Ichhapyaari Naagin is set in a land called "Naagistan", where many Ichhadhaari Naags and Naagins live. They are nice and some hardly get vicious. One day while watching a TV show, they realize that humans have created a negative image in their minds about snakes and decide to come up with a way to change these perceptions about them. While Chirmiri plans to threaten humans, Ichha believes that perhaps, there might be a more peaceful way to go about with this and comes to earth to change their perceptions. She appears in a temple, before a pandit who worships snake deities and he tells her about the Pratap Family; a simple and loving Pehalwaan family. She befriends Appu who knows about her secret but problems arise when she falls in love with Babbal and must hide her true identity from him.

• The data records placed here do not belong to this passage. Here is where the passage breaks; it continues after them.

pub mod oauth1;

pub use oauth1::OAuth1Credentials;

use oauth1::{authorization_header, RequestNonce};
use reqwest::header::{AUTHORIZATION, CONTENT_TYPE};
use reqwest::{Client, StatusCode};
use serde::{Deserialize, Serialize};
use std::time::Duration;
use threadcast_core::{CoreError, Credentials, PublishConfig, PublishError};
use tracing::{debug, info, warn};
use url::Url;

/// Seconds to wait when X rate-limits without saying for how long.
const DEFAULT_RETRY_AFTER: u64 = 900;

/// Identifier and text of a published message.
#[derive(Debug, Clone, PartialEq, Eq)]
pub struct PublishReceipt {
    pub id: String,
    pub text: String,
}

/// Posts a message to the microblogging platform.
pub trait Publisher {
    async fn publish(&self, text: &str) -> Result<PublishReceipt, CoreError>;
}

#[derive(Debug, Serialize)]
struct CreateTweetRequest<'a> {
    text: &'a str,
}

#[derive(Debug, Deserialize)]
struct CreateTweetResponse {
    data: Option<CreatedTweet>,
}

#[derive(Debug, Deserialize)]
struct CreatedTweet {
    id: Option<String>,
    #[serde(default)]
    text: Option<String>,
}

impl From<&Credentials> for OAuth1Credentials {
    fn from(credentials: &Credentials) -> Self {
        Self {
            consumer_key: credentials.x_api_key.clone(),
            consumer_secret: credentials.x_api_secret.clone(),
            access_token: credentials.x_access_token.clone(),
            access_secret: credentials.x_access_secret.clone(),
        }
    }
}

/// X API v2 client posting as the account the access token belongs to.
#[derive(Debug)]
pub struct XPoster {
    http: Client,
    endpoint: Url,
    credentials: OAuth1Credentials,
    max_chars: usize,
}

impl XPoster {
    pub fn new(credentials: OAuth1Credentials, config: &PublishConfig) -> Result<Self, CoreError> {
        let endpoint = format!("{}/2/tweets", config.base_url.trim_end_matches('/'));
        let endpoint = Url::parse(&endpoint).map_err(|e| CoreError::InvalidInput {
            message: format!("Invalid publish base_url {}: {}", config.base_url, e),
        })?;
        let http = Client::builder().timeout(Duration::from_secs(30)).build()?;

        Ok(Self {
            http,
            endpoint,
            credentials,
            max_chars: config.max_chars,
        })
    }

    pub fn max_chars(&self) -> usize {
        self.max_chars
    }

    /// Rejects messages the platform would refuse, without a network call.
    pub fn check_length(&self, text: &str) -> Result<(), PublishError> {
        if text.trim().is_empty() {
            return Err(PublishError::EmptyMessage);
        }
        let length = text.chars().count();
        if length > self.max_chars {
            return Err(PublishError::TooLong {
                length,
                max_chars: self.max_chars,
            });
        }
        Ok(())
    }
}

impl Publisher for XPoster {
    async fn publish(&self, text: &str) -> Result<PublishReceipt, CoreError> {
        self.check_length(text)?;

        let auth = authorization_header(
            &self.credentials,
            "POST",
            &self.endpoint,
            &RequestNonce::fresh(),
        )?;

        debug!("Posting {} characters to {}", text.chars().count(), self.endpoint);
        let response = self
            .http
            .post(self.endpoint.clone())
            .header(AUTHORIZATION, auth)
            .header(CONTENT_TYPE, "application/json")
            .json(&CreateTweetRequest { text })
            .send()
            .await?;

        let status = response.status();
        if status == StatusCode::TOO_MANY_REQUESTS {
            let retry_after = response
                .headers()
                .get("retry-after")
                .and_then(|value| value.to_str().ok())
                .and_then(|value| value.trim().parse::<u64>().ok())
                .unwrap_or(DEFAULT_RETRY_AFTER);
            warn!("X rate limit reached, retry after {} seconds", retry_after);
            return Err(PublishError::RateLimitExceeded { retry_after }.into());
        }
        if !status.is_success() {
            let details = response.text().await.unwrap_or_default();
            return Err(PublishError::Rejected {
                status_code: status.as_u16(),
                details,
            }
            .into());
        }

        let body: CreateTweetResponse = response.json().await?;
        let created = body.data.ok_or(PublishError::MissingIdentifier)?;
        let id = created.id.ok_or(PublishError::MissingIdentifier)?;

        info!(tweet_id = %id, "Message published");
        Ok(PublishReceipt {
            id,
            text: created.text.unwrap_or_else(|| text.to_string()),
        })
    }
}

#[cfg(test)]
mod tests {
    use super::*;

    fn poster(max_chars: usize) -> XPoster {
        let credentials = OAuth1Credentials {
            consumer_key: "ck".to_string(),
            consumer_secret: "cs".to_string(),
            access_token: "at".to_string(),
            access_secret: "as".to_string(),
        };
        XPoster::new(
            credentials,
            &PublishConfig {
                base_url: "https://api.twitter.com/".to_string(),
                max_chars,
            },
        )
        .unwrap()
    }

    #[test]
    fn test_endpoint_is_built_from_base_url() {
        assert_eq!(poster(280).endpoint.as_str(), "https://api.twitter.com/2/tweets");
    }

    #[test]
    fn test_length_is_counted_in_characters() {
        let poster = poster(280);
        assert!(poster.check_length(&"a".repeat(280)).is_ok());
        assert!(poster.check_length(&"é".repeat(280)).is_ok());
        assert!(matches!(
            poster.check_length(&"a".repeat(281)),
            Err(PublishError::TooLong {
                length: 281,
                max_chars: 280
            })
        ));
    }

    #[test]
    fn test_blank_message_is_rejected() {
        assert!(matches!(
            poster(280).check_length("  \n"),
            Err(PublishError::EmptyMessage)
        ));
    }

    #[test]
    fn test_credentials_conversion() {
        let credentials = Credentials {
            reddit_client_id: "id".to_string(),
            reddit_client_secret: "secret".to_string(),
            reddit_user_agent: None,
            openai_api_key: "sk".to_string(),
            x_api_key: "key".to_string(),
            x_api_secret: "key-secret".to_string(),
            x_access_token: "token".to_string(),
            x_access_secret: "token-secret".to_string(),
        };
        let oauth = OAuth1Credentials::from(&credentials);
        assert_eq!(oauth.consumer_key, "key");
        assert_eq!(oauth.consumer_secret, "key-secret");
        assert_eq!(oauth.access_token, "token");
        assert_eq!(oauth.access_secret, "token-secret");
    }
}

Meanwhile, Chirmiri who's jealous of Ichha attempts to sabotage her mission on various occasions but fails each time. On the other hand, Vishaili, an evil snake of "Vishailgarh", who lost one of her family members because of Daadi's son, Shankar, vows to kill each and every member of his family and has since kidnapped him and held him hostage to find about the whereabouts of his family. During the Diwali celebration, rivals from the neighbourhood place a bomb in the cracker box at the "Pratap House". Appu unknowingly lights the bomb thinking it's a firecracker and it explodes. Babbal saves Appu but gets severely injured and eventually breathes his last. To bring Babbal back to life, Ichha performs a puja called "Sanjhapratyarpan" where she gives half her life to Babbal.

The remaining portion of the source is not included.